A Nature‐Inspired Separator with Water‐Confined and Kinetics‐Boosted Effects for Sustainable and High‐Utilization Zn Metal Batteries

Uncontrollable dendrite growth and sluggish ion‐transport kinetics are considered as the main obstacles for the further development of high‐performance aqueous zinc ion batteries (AZIBs). Here, a nature‐inspired separator (ZnHAP/BC) is developed to tackle these issues via the hybridization of the biomass‐derived bacterial cellulose (BC) network and nano‐hydroxyapatite particles (HAP). The as‐prepared ZnHAP/BC separator not only regulates the desolvation process of the hydrated Zn2+ ions (Zn(H2O)62+) by suppressing the water reactivity through the surface functional groups, alleviating the water‐induced side‐reactions, but also boosts the ion‐transport kinetics and homogenize the Zn2+ flux, resulting in a fast and uniform Zn deposition. Remarkably, the Zn|Zn symmetric cell with ZnHAP/BC separator harvests a long‐term stability over 1600 h at 1 mA cm−2, 1 mAh cm−2 and endures stable cycling over 1025 and 611 h even at a high depth of discharge (DOD) of 50% and 80%, respectively. The Zn|V2O5 full cell with a low negative/positive (N/P) capacity ratio of 2.7 achieves a superior capacity retention of 82% after 2500 cycles at 10 A g−1. Furthermore, the Zn/HAP separator can be totally degraded within 2 weeks.

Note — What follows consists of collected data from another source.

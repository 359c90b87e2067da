//! Per-step completeness checks. Pure; a failing check blocks Continue and
//! nothing else.

use std::fmt;

use serde::{Deserialize, Serialize};
use shared::domain::ToothNumber;

use crate::{step::WizardStep, store::SlipDraft};

/// What a rejected action was missing, for the inline message under the step.
#[derive(Debug, Clone, PartialEq, Eq, Serialize, Deserialize)]
#[serde(tag = "kind", content = "detail", rename_all = "snake_case")]
pub enum Requirement {
    Lab,
    Doctor,
    PatientName,
    Category,
    Subcategory,
    Product,
    Stages,
    ArchOrTeeth,
    /// The selection is not among the options offered for this step.
    OfferedOption { value: String },
    ToothInArch { tooth: ToothNumber },
}

impl fmt::Display for Requirement {
    fn fmt(&self, f: &mut fmt::Formatter<'_>) -> fmt::Result {
        match self {
            Self::Lab => f.write_str("select a lab"),
            Self::Doctor => f.write_str("select a doctor"),
            Self::PatientName => f.write_str("enter the patient's name"),
            Self::Category => f.write_str("select a product category"),
            Self::Subcategory => f.write_str("select a subcategory"),
            Self::Product => f.write_str("select a product"),
            Self::Stages => f.write_str("select at least one stage"),
            Self::ArchOrTeeth => f.write_str("select an arch or at least one tooth"),
            Self::OfferedOption { value } => write!(f, "'{value}' is not an available option"),
            Self::ToothInArch { tooth } => write!(f, "tooth {tooth} is not on the selected arch"),
        }
    }
}

/// The requirement `step` is still missing, if any.
pub fn missing_requirement(step: WizardStep, draft: &SlipDraft) -> Option<Requirement> {
    let satisfied = match step {
        WizardStep::Lab => draft.lab().is_some_and(|id| !id.is_blank()),
        WizardStep::Doctor => draft.doctor().is_some_and(|id| !id.is_blank()),
        WizardStep::Patient => !draft.patient_name().trim().is_empty(),
        WizardStep::Category => draft.category().is_some_and(|id| !id.is_blank()),
        WizardStep::Subcategory => draft.subcategory().is_some_and(|id| !id.is_blank()),
        WizardStep::Product => draft.product().is_some_and(|id| !id.is_blank()),
        WizardStep::Stage => draft.stages().iter().any(|id| !id.is_blank()),
    };
    if satisfied {
        return None;
    }

    Some(match step {
        WizardStep::Lab => Requirement::Lab,
        WizardStep::Doctor => Requirement::Doctor,
        WizardStep::Patient => Requirement::PatientName,
        WizardStep::Category => Requirement::Category,
        WizardStep::Subcategory => Requirement::Subcategory,
        WizardStep::Product => Requirement::Product,
        WizardStep::Stage => Requirement::Stages,
    })
}

pub fn can_advance(step: WizardStep, draft: &SlipDraft) -> bool {
    missing_requirement(step, draft).is_none()
}

/// First step, in wizard order, whose requirement is unmet.
pub fn first_incomplete_step(draft: &SlipDraft) -> Option<(WizardStep, Requirement)> {
    WizardStep::all()
        .iter()
        .find_map(|step| missing_requirement(*step, draft).map(|req| (*step, req)))
}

This work develops a novel nature‐derived separator and provides insights in constructing functional separators toward sustainable and advanced AZIBs. A nature‐inspired separator (ZnHAP/BC) is developed to achieve sustainable and high‐performance aqueous zinc ion batteries (AZIBs) by suppressing the water activity and regulating the ion‐transport behavior for the first time. The as‐fabricated ZnHAP/BC separator renders a state‐of‐the‐art deep‐cycling performance of Zn anodes, and long‐term stability with a limited Zn supply in Zn|V2O5 battery.